→ What is required
Scan the entries below for the word "Send". Copy each line that has it.

→ Exercise data
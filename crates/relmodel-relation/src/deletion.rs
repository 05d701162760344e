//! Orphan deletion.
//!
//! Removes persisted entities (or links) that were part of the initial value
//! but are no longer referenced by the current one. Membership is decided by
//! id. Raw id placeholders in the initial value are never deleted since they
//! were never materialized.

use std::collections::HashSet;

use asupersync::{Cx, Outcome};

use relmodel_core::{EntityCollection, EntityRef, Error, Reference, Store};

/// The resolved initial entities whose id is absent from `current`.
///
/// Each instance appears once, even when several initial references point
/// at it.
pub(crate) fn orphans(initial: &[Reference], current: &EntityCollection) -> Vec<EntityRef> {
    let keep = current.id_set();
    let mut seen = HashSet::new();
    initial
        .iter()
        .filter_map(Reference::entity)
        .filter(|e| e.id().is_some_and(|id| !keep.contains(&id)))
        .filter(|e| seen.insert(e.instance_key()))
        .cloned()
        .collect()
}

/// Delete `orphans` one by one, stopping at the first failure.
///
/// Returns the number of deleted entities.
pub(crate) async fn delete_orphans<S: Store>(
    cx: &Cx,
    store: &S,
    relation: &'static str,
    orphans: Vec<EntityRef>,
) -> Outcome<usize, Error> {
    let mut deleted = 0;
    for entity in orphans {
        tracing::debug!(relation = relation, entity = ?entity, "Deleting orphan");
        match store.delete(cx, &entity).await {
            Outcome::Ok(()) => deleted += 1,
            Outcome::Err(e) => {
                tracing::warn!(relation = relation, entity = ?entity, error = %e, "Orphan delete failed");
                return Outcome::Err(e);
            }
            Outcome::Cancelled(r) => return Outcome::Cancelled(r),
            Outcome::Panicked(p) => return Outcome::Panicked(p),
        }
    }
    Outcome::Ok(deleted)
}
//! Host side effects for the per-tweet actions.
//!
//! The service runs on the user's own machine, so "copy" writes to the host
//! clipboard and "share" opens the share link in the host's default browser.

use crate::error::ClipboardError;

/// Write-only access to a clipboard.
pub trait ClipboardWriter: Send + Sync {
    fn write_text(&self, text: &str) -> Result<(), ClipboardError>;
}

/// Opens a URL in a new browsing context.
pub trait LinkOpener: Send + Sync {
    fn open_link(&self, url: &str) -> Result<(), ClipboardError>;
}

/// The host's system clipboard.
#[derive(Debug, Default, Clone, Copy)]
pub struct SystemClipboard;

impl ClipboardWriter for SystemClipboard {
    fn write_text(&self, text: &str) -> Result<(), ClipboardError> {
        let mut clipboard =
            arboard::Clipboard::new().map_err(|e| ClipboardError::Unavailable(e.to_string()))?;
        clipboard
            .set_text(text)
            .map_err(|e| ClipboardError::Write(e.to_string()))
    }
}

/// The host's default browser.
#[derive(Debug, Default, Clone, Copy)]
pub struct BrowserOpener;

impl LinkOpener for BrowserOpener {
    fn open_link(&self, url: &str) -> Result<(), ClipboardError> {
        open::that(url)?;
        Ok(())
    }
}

→ Answer box
pub trait ClipboardWriter: Send + Sync {
pub trait LinkOpener: Send + Sync {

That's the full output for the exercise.